:: WHAT YOU ARE ASKED TO DO ::
With no word left out, write out the entire listing.

:: MATERIAL SHOWN ::
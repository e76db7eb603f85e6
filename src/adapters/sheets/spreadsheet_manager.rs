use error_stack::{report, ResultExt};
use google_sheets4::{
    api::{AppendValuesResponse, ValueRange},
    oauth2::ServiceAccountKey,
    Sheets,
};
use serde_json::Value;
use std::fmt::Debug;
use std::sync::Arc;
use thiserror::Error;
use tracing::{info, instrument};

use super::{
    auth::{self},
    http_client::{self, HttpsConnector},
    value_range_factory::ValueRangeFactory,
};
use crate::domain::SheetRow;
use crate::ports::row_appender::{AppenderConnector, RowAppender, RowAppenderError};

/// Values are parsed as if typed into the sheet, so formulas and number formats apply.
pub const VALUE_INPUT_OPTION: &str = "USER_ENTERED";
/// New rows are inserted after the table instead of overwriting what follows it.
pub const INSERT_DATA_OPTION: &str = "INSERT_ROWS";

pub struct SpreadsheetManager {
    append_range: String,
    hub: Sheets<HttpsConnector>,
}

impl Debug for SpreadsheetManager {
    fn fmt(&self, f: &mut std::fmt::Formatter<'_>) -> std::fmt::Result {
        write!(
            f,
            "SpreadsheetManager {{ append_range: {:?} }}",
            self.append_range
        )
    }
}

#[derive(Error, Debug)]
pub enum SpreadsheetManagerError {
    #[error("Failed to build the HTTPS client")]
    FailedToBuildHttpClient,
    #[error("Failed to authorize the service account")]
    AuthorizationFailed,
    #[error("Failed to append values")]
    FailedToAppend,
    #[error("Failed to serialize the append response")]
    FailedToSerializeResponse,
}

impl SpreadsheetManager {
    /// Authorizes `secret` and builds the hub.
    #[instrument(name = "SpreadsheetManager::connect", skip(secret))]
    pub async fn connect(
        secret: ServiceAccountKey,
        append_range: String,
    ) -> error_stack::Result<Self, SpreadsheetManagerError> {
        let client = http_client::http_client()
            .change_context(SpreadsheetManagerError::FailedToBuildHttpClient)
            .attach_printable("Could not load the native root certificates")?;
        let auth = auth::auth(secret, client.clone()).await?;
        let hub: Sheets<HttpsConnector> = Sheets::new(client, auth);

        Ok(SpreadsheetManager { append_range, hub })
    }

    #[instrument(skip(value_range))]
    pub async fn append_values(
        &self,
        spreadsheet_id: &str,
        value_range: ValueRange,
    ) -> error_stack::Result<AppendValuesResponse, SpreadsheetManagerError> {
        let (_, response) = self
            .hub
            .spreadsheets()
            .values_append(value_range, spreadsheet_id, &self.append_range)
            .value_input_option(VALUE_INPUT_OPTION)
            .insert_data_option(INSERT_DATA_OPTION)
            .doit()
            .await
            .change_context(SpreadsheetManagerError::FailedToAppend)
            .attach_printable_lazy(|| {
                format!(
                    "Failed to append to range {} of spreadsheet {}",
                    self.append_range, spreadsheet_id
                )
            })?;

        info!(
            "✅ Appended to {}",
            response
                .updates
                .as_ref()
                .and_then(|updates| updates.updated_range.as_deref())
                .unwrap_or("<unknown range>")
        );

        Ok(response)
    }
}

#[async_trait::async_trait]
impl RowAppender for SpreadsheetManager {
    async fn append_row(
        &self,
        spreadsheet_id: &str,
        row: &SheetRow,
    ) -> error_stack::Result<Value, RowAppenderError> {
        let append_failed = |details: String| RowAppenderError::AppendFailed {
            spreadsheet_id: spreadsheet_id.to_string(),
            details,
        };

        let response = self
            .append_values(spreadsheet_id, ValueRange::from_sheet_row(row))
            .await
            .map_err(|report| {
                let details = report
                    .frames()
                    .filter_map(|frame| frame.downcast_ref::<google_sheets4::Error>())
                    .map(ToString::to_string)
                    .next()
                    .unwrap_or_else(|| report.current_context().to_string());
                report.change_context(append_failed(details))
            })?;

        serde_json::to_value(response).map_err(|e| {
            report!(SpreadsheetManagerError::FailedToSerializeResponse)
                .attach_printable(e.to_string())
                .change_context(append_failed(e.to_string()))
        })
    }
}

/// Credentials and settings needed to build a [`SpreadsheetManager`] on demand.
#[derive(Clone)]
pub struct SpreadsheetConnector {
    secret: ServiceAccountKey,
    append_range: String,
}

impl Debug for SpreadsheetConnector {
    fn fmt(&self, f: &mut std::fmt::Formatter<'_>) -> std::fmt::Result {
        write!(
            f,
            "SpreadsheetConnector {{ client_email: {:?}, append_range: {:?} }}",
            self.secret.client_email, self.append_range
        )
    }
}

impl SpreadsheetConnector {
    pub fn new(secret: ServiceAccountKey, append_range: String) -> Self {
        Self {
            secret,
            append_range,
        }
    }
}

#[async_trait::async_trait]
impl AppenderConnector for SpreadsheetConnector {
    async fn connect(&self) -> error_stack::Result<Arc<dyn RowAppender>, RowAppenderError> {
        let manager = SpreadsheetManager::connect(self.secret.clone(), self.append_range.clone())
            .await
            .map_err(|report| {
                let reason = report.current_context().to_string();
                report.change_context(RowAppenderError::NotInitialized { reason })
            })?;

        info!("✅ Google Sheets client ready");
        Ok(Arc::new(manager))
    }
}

:: COMPLETED TASK ::
repository e76db7eb603f85e6
filename src/adapters/sheets/spreadsheet_manager.rs
use error_stack::{report, ResultExt};
use google_sheets4::{
    api::{AppendValuesResponse, ValueRange},
    oauth2::ServiceAccountKey,
    Sheets,
};
use serde_json::Value;
use std::fmt::Debug;
use std::sync::Arc;
use thiserror::Error;
use tracing::{info, instrument};

use super::{
    auth::{self},
    http_client::{self, HttpsConnector},
    value_range_factory::ValueRangeFactory,
};
use crate::domain::SheetRow;
use crate::ports::row_appender::{AppenderConnector, RowAppender, RowAppenderError};

/// Values are parsed as if typed into the sheet, so formulas and number formats apply.
pub const VALUE_INPUT_OPTION: &str = "USER_ENTERED";
/// New rows are inserted after the table instead of overwriting what follows it.
pub const INSERT_DATA_OPTION: &str = "INSERT_ROWS";

pub struct SpreadsheetManager {
    append_range: String,
    hub: Sheets<HttpsConnector>,
}

impl Debug for SpreadsheetManager {
    fn fmt(&self, f: &mut std::fmt::Formatter<'_>) -> std::fmt::Result {
        write!(
            f,
            "SpreadsheetManager {{ append_range: {:?} }}",
            self.append_range
        )
    }
}

#[derive(Error, Debug)]
pub enum SpreadsheetManagerError {
    #[error("Failed to build the HTTPS client")]
    FailedToBuildHttpClient,
    #[error("Failed to authorize the service account")]
    AuthorizationFailed,
    #[error("Failed to append values")]
    FailedToAppend,
    #[error("Failed to serialize the append response")]
    FailedToSerializeResponse,
}

impl SpreadsheetManager {
    /// Authorizes `secret` and builds the hub.
    #[instrument(name = "SpreadsheetManager::connect", skip(secret))]
    pub async fn connect(
        secret: ServiceAccountKey,
        append_range: String,
    ) -> error_stack::Result<Self, SpreadsheetManagerError> {
        let client = http_client::http_client()
            .change_context(SpreadsheetManagerError::FailedToBuildHttpClient)
            .attach_printable("Could not load the native root certificates")?;
        let auth = auth::auth(secret, client.clone()).await?;
        let hub: Sheets<HttpsConnector> = Sheets::new(client, auth);

        Ok(SpreadsheetManager { append_range, hub })
    }

    #[instrument(skip(value_range))]
    pub async fn append_values(
        &self,
        spreadsheet_id: &str,
        value_range: ValueRange,
    ) -> error_stack::Result<AppendValuesResponse, SpreadsheetManagerError> {
        let (_, response) = self
            .hub
            .spreadsheets()
            .values_append(value_range, spreadsheet_id, &self.append_range)
            .value_input_option(VALUE_INPUT_OPTION)
            .insert_data_option(INSERT_DATA_OPTION)
            .doit()
            .await
            .change_context(SpreadsheetManagerError::FailedToAppend)
            .attach_printable_lazy(|| {
                format!(
                    "Failed to append to range {} of spreadsheet {}",
                    self.append_range, spreadsheet_id
                )
            })?;

        info!(
            "✅ Appended to {}",
            response
                .updates
                .as_ref()
                .and_then(|updates| updates.updated_range.as_deref())
                .unwrap_or("<unknown range>")
        );

        Ok(response)
    }
}

#[async_trait::async_trait]
impl RowAppender for SpreadsheetManager {
    async fn append_row(
        &self,
        spreadsheet_id: &str,
        row: &SheetRow,
    ) -> error_stack::Result<Value, RowAppenderError> {
        let append_failed = |details: String| RowAppenderError::AppendFailed {
            spreadsheet_id: spreadsheet_id.to_string(),
            details,
        };

        let response = self
            .append_values(spreadsheet_id, ValueRange::from_sheet_row(row))
            .await
            .map_err(|report| {
                let details = report
                    .frames()
                    .filter_map(|frame| frame.downcast_ref::<google_sheets4::Error>())
                    .map(ToString::to_string)
                    .next()
                    .unwrap_or_else(|| report.current_context().to_string());
                report.change_context(append_failed(details))
            })?;

        serde_json::to_value(response).map_err(|e| {
            report!(SpreadsheetManagerError::FailedToSerializeResponse)
                .attach_printable(e.to_string())
                .change_context(append_failed(e.to_string()))
        })
    }
}

/// Credentials and settings needed to build a [`SpreadsheetManager`] on demand.
#[derive(Clone)]
pub struct SpreadsheetConnector {
    secret: ServiceAccountKey,
    append_range: String,
}

impl Debug for SpreadsheetConnector {
    fn fmt(&self, f: &mut std::fmt::Formatter<'_>) -> std::fmt::Result {
        write!(
            f,
            "SpreadsheetConnector {{ client_email: {:?}, append_range: {:?} }}",
            self.secret.client_email, self.append_range
        )
    }
}

impl SpreadsheetConnector {
    pub fn new(secret: ServiceAccountKey, append_range: String) -> Self {
        Self {
            secret,
            append_range,
        }
    }
}

#[async_trait::async_trait]
impl AppenderConnector for SpreadsheetConnector {
    async fn connect(&self) -> error_stack::Result<Arc<dyn RowAppender>, RowAppenderError> {
        let manager = SpreadsheetManager::connect(self.secret.clone(), self.append_range.clone())
            .await
            .map_err(|report| {
                let reason = report.current_context().to_string();
                report.change_context(RowAppenderError::NotInitialized { reason })
            })?;

        info!("✅ Google Sheets client ready");
        Ok(Arc::new(manager))
    }
}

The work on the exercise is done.